Metadata-Version: 2.4
Name: ailake
Version: 0.0.8
Classifier: Programming Language :: Python :: 3
Classifier: Programming Language :: Rust
Classifier: License :: OSI Approved :: MIT License
Classifier: License :: OSI Approved :: Apache Software License
Classifier: Topic :: Database
Classifier: Topic :: Scientific/Engineering :: Artificial Intelligence
Classifier: Intended Audience :: Developers
Classifier: Intended Audience :: Science/Research
Requires-Dist: pyarrow>=14.0
Requires-Dist: numpy>=1.24
Summary: Unified tabular + vector storage in a single Iceberg-compatible file
Keywords: lakehouse,iceberg,vector,embeddings,rag,hnsw
Author-email: Thiago Egon Lange <thiago.egon@gmail.com>
License: MIT OR Apache-2.0
Requires-Python: >=3.9
Description-Content-Type: text/markdown; charset=UTF-8; variant=GFM
Project-URL: Bug Tracker, https://github.com/ThiagoLange/iceberg-ai-deltalakehouse/issues
Project-URL: Repository, https://github.com/ThiagoLange/iceberg-ai-deltalakehouse

# ailake — AI-Lake Format Python SDK

Unified storage for tabular data, embeddings, and HNSW vector index in a single Parquet-compatible file. 100% Apache Iceberg Spec v2 compatible.

## Install

```bash
pip install ailake
```

Requires Python ≥ 3.9. Dependencies: `pyarrow >= 14.0`, `numpy >= 1.24`.

## Quickstart

### Write

```python
import ailake
import numpy as np

writer = ailake.TableWriter(
    path="./my_table",
    vector_column="embedding",  # default
    dim=1536,                   # default
    metric="cosine",            # cosine | euclidean | dot_product
)

texts = ["Document about AI", "Another document"]
embeddings = np.random.rand(2, 1536).astype(np.float32).tolist()

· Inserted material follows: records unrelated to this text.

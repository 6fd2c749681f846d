//! Output assembler.
//!
//! Writes rendered pages, the aggregate XML document and the build manifest
//! under the output root.

use std::path::{Component, Path, PathBuf};

use chrono::Utc;
use sha2::{Digest, Sha256};
use tracing::{debug, info, instrument};

use pagesmith_shared::{
    BuildManifest, CURRENT_SCHEMA_VERSION, PagesmithError, Result, RunId, SkippedPage,
};

use crate::render::{self, Element};

/// Output location of the Markdown file for `page_id`.
///
/// Page ids are relative slash-separated paths; ids that are empty, absolute,
/// or contain `.`/`..`/empty segments are rejected so output cannot escape
/// the output root.
pub fn page_output_path(output_root: &Path, page_id: &str) -> Result<PathBuf> {
    let relative = Path::new(page_id);
    let well_formed = !page_id.is_empty()
        && !page_id.starts_with('/')
        && !page_id.contains('\\')
        && page_id.split('/').all(|seg| !seg.is_empty())
        && relative
            .components()
            .all(|component| matches!(component, Component::Normal(_)));

    if !well_formed {
        return Err(PagesmithError::validation(format!(
            "page id '{page_id}' is not a relative output path"
        )));
    }

    Ok(output_root.join(format!("{page_id}.md")))
}

/// Write one page's Markdown, creating parent directories as needed.
pub fn write_page(output_root: &Path, page_id: &str, markdown: &str) -> Result<PathBuf> {
    let file_path = page_output_path(output_root, page_id)?;

    if let Some(parent) = file_path.parent() {
        std::fs::create_dir_all(parent).map_err(|e| PagesmithError::io(parent, e))?;
    }

    std::fs::write(&file_path, markdown).map_err(|e| PagesmithError::io(&file_path, e))?;

    debug!(path = %file_path.display(), page_id, "wrote page");
    Ok(file_path)
}

/// Result of writing the aggregate document.
#[derive(Debug, Clone)]
pub struct AggregateOutput {
    /// Where the aggregate document was written.
    pub path: PathBuf,
    /// SHA-256 of the written bytes (hex).
    pub sha256: String,
    /// Number of page elements in the document.
    pub page_count: usize,
}

/// Serialize all page elements and write the aggregate document atomically
/// (temp file, then rename).
#[instrument(skip_all, fields(path = %path.display(), pages = pages.len()))]
pub fn write_aggregate(path: &Path, pages: &[Element]) -> Result<AggregateOutput> {
    let bytes = render::aggregate_document(pages)?;

    if let Some(parent) = path.parent() {
        std::fs::create_dir_all(parent).map_err(|e| PagesmithError::io(parent, e))?;
    }

    let file_name = path
        .file_name()
        .map(|name| name.to_string_lossy().into_owned())
        .ok_or_else(|| PagesmithError::validation(format!("{} has no file name", path.display())))?;
    let temp = path.with_file_name(format!(".{file_name}.tmp"));

    std::fs::write(&temp, &bytes).map_err(|e| PagesmithError::io(&temp, e))?;
    std::fs::rename(&temp, path).map_err(|e| PagesmithError::io(path, e))?;

    let sha256 = format!("{:x}", Sha256::digest(&bytes));
    info!(
        path = %path.display(),
        pages = pages.len(),
        size = bytes.len(),
        "wrote aggregate document"
    );

    Ok(AggregateOutput {
        path: path.to_path_buf(),
        sha256,
        page_count: pages.len(),
    })
}

/// Write `manifest.json` describing a finished run.
pub fn write_manifest(
    output_root: &Path,
    aggregate: &AggregateOutput,
    skipped: &[SkippedPage],
    tool_version: &str,
) -> Result<BuildManifest> {
    let aggregate_file = aggregate
        .path
        .file_name()
        .map(|name| name.to_string_lossy().into_owned())
        .unwrap_or_default();

    let manifest = BuildManifest {
        schema_version: CURRENT_SCHEMA_VERSION,
        run_id: RunId::new(),
        tool_version: tool_version.to_string(),
        generated_at: Utc::now(),
        page_count: aggregate.page_count,
        aggregate_file,
        aggregate_sha256: aggregate.sha256.clone(),
        skipped: skipped.to_vec(),
    };

    write_json(&output_root.join("manifest.json"), &manifest)?;
    Ok(manifest)
}

/// Write a JSON file (pretty-printed).
fn write_json<T: serde::Serialize>(path: &Path, data: &T) -> Result<()> {
    let json = serde_json::to_string_pretty(data)
        .map_err(|e| PagesmithError::Serialize(format!("JSON serialization failed: {e}")))?;
    std::fs::write(path, json).map_err(|e| PagesmithError::io(path, e))?;
    debug!(path = %path.display(), "wrote JSON file");
    Ok(())
}
//! Template filling.
//!
//! Every text leaf is a flat format string: `{field}` is replaced with the
//! content field of that name, and `{{` / `}}` produce literal braces.
//! Lists and maps are rebuilt with the same shape; other scalars pass through.

use std::sync::LazyLock;

use regex::Regex;

use pagesmith_shared::{ContentMap, PagesmithError, Result, TemplateNode};

/// Fill every text leaf of `template` from `content`.
///
/// Fails on the first placeholder that names no content field, or on an
/// unbalanced brace.
pub fn fill(template: &TemplateNode, content: &ContentMap) -> Result<TemplateNode> {
    let filled = match template {
        TemplateNode::Text(text) => TemplateNode::Text(substitute(text, content)?),
        TemplateNode::List(items) => TemplateNode::List(
            items
                .iter()
                .map(|item| fill(item, content))
                .collect::<Result<Vec<_>>>()?,
        ),
        TemplateNode::Map(entries) => TemplateNode::Map(
            entries
                .iter()
                .map(|(key, value)| Ok((key.clone(), fill(value, content)?)))
                .collect::<Result<Vec<_>>>()?,
        ),
        TemplateNode::Scalar(scalar) => TemplateNode::Scalar(scalar.clone()),
    };
    Ok(filled)
}

/// Resolve the placeholders in one format string.
pub fn substitute(text: &str, content: &ContentMap) -> Result<String> {
    // Escaped braces first, then a placeholder, then any stray brace.
    static TOKEN_RE: LazyLock<Regex> =
        LazyLock::new(|| Regex::new(r"\{\{|\}\}|\{([^{}]*)\}|[{}]").expect("valid regex"));

    let mut out = String::with_capacity(text.len());
    let mut last = 0;

    for caps in TOKEN_RE.captures_iter(text) {
        let Some(token) = caps.get(0) else { continue };
        out.push_str(&text[last..token.start()]);
        last = token.end();

        match (token.as_str(), caps.get(1)) {
            ("{{", _) => out.push('{'),
            ("}}", _) => out.push('}'),
            (_, Some(name)) => {
                let value = content.get(name.as_str()).ok_or_else(|| {
                    PagesmithError::UnknownPlaceholder {
                        placeholder: name.as_str().to_string(),
                        text: text.to_string(),
                    }
                })?;
                out.push_str(value);
            }
            (stray, None) => {
                return Err(PagesmithError::MalformedTemplate {
                    text: text.to_string(),
                    reason: format!("unmatched '{stray}' at byte {}", token.start()),
                });
            }
        }
    }

    out.push_str(&text[last..]);
    Ok(out)
}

writer.write_batch(texts=texts, embeddings=embeddings)
snapshot_id = writer.commit()
```

### Search

```python
import ailake
import numpy as np

query = np.random.rand(1536).astype(np.float32).tolist()

results = ailake.search(
    path="./my_table",
    query=query,
    top_k=10,
)

for r in results:
    print(r["row_id"], r["distance"], r["file"])
```

### Assemble context for LLMs

```python
import ailake

chunks = [
    {
        "document_id": "doc-1",
        "chunk_index": 0,
        "chunk_text": "AI-Lake stores vectors and tabular data together.",
        "document_title": "AI-Lake Overview",
        "section_path": "Introduction",
        "source_uri": "s3://my-lake/docs/overview.pdf",
        "distance": 0.12,
    },
]

context_xml = ailake.assemble_context(
    chunks=chunks,
    max_tokens=4096,       # token budget (4 chars ≈ 1 token)
    dedup_threshold=0.05,  # drop near-duplicate chunks
)

# Pass context_xml directly to Claude / GPT-4 as a user message
```

## API

### `TableWriter(path, vector_column="embedding", dim=1536, metric="cosine")`

Opens or creates an AI-Lake table at `path`. Local filesystem only in this release.

| Method | Description |
|---|---|
| `write_batch(texts, embeddings)` | Stage a batch of rows. `texts: list[str]`, `embeddings: list[list[float]]` |
| `commit() -> int` | Commit staged batches as a new Iceberg snapshot. Returns snapshot ID. |

### `search(path, query, top_k=10) -> list[dict]`

Returns up to `top_k` nearest neighbours. Each result: `{"row_id": int, "distance": float, "file": str}`.

### `assemble_context(chunks, max_tokens=4096, dedup_threshold=0.05) -> str`

Assembles a list of chunk dicts into structured XML ready for LLM input. Deduplicates near-identical chunks and respects the token budget.

## Iceberg compatibility

Tables written by `ailake` are valid Apache Iceberg Spec v2 tables. Any Iceberg-compatible engine (Spark, Trino, DuckDB, PyIceberg) reads the tabular columns normally. The HNSW index lives in an AI-Lake extension section that standard Parquet readers silently ignore.

## License

MIT OR Apache-2.0